> _Provided entries_:
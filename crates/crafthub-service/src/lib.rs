//! CraftHub HTTP API service.
//!
//! This crate provides the HTTP API for the companion website, including:
//!
//! - Registration and login bridged to the game's authentication plugin
//! - The virtual-currency market and purchase ledger
//! - News, donor and playtime toplists, and the server-status snapshot
//!
//! # Authentication
//!
//! The service supports two authentication methods:
//!
//! 1. **Session tokens** - HS256 JWTs issued at login, for player requests
//! 2. **Admin API key** - the `x-admin-key` header, for operator endpoints

#![forbid(unsafe_code)]
#![warn(missing_docs)]
#![warn(clippy::all)]
#![warn(clippy::pedantic)]
// Allow some pedantic lints that are noisy for Axum handler functions
#![allow(clippy::missing_errors_doc)] // Axum handlers all return Result
#![allow(clippy::unused_async)] // Some handlers need async only for routing

pub mod auth;
pub mod config;
pub mod crypto;
pub mod error;
pub mod fulfill;
pub mod handlers;
pub mod mojang;
pub mod poller;
pub mod routes;
pub mod state;

pub use config::ServiceConfig;
pub use error::ApiError;
pub use fulfill::{FulfillmentSink, LogSink};
pub use mojang::MojangClient;
pub use poller::{HttpStatusSource, StatusSample, StatusSource};
pub use routes::create_router;
pub use state::AppState;
//! Health check handlers.

use axum::Json;
use serde::Serialize;

/// Health check response.
#[derive(Debug, Serialize)]
pub struct HealthResponse {
    /// Service status.
    pub status: String,
    /// Service name.
    pub service: String,
    /// Service version.
    pub version: String,
}

/// Health check endpoint.
pub async fn health() -> Json<HealthResponse> {
    Json(HealthResponse {
        status: "ok".to_string(),
        service: "crafthub".to_string(),
        version: env!("CARGO_PKG_VERSION").to_string(),
    })
}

> _Prompt_: Now write the data shown above out again, word for word.

> _Output_:
filename crates/crafthub-service/src/lib.rs
//! CraftHub HTTP API service.
//!
//! This crate provides the HTTP API for the companion website, including:
//!
//! - Registration and login bridged to the game's authentication plugin
//! - The virtual-currency market and purchase ledger
//! - News, donor and playtime toplists, and the server-status snapshot
//!
//! # Authentication
//!
//! The service supports two authentication methods:
//!
//! 1. **Session tokens** - HS256 JWTs issued at login, for player requests
//! 2. **Admin API key** - the `x-admin-key` header, for operator endpoints

#![forbid(unsafe_code)]
#![warn(missing_docs)]
#![warn(clippy::all)]
#![warn(clippy::pedantic)]
// Allow some pedantic lints that are noisy for Axum handler functions
#![allow(clippy::missing_errors_doc)] // Axum handlers all return Result
#![allow(clippy::unused_async)] // Some handlers need async only for routing

pub mod auth;
pub mod config;
pub mod crypto;
pub mod error;
pub mod fulfill;
pub mod handlers;
pub mod mojang;
pub mod poller;
pub mod routes;
pub mod state;

pub use config::ServiceConfig;
pub use error::ApiError;
pub use fulfill::{FulfillmentSink, LogSink};
pub use mojang::MojangClient;
pub use poller::{HttpStatusSource, StatusSample, StatusSource};
pub use routes::create_router;
pub use state::AppState;
//! Health check handlers.

use axum::Json;
use serde::Serialize;

/// Health check response.
#[derive(Debug, Serialize)]
pub struct HealthResponse {
    /// Service status.
    pub status: String,
    /// Service name.
    pub service: String,
    /// Service version.
    pub version: String,
}

/// Health check endpoint.
pub async fn health() -> Json<HealthResponse> {
    Json(HealthResponse {
        status: "ok".to_string(),
        service: "crafthub".to_string(),
        version: env!("CARGO_PKG_VERSION").to_string(),
    })
}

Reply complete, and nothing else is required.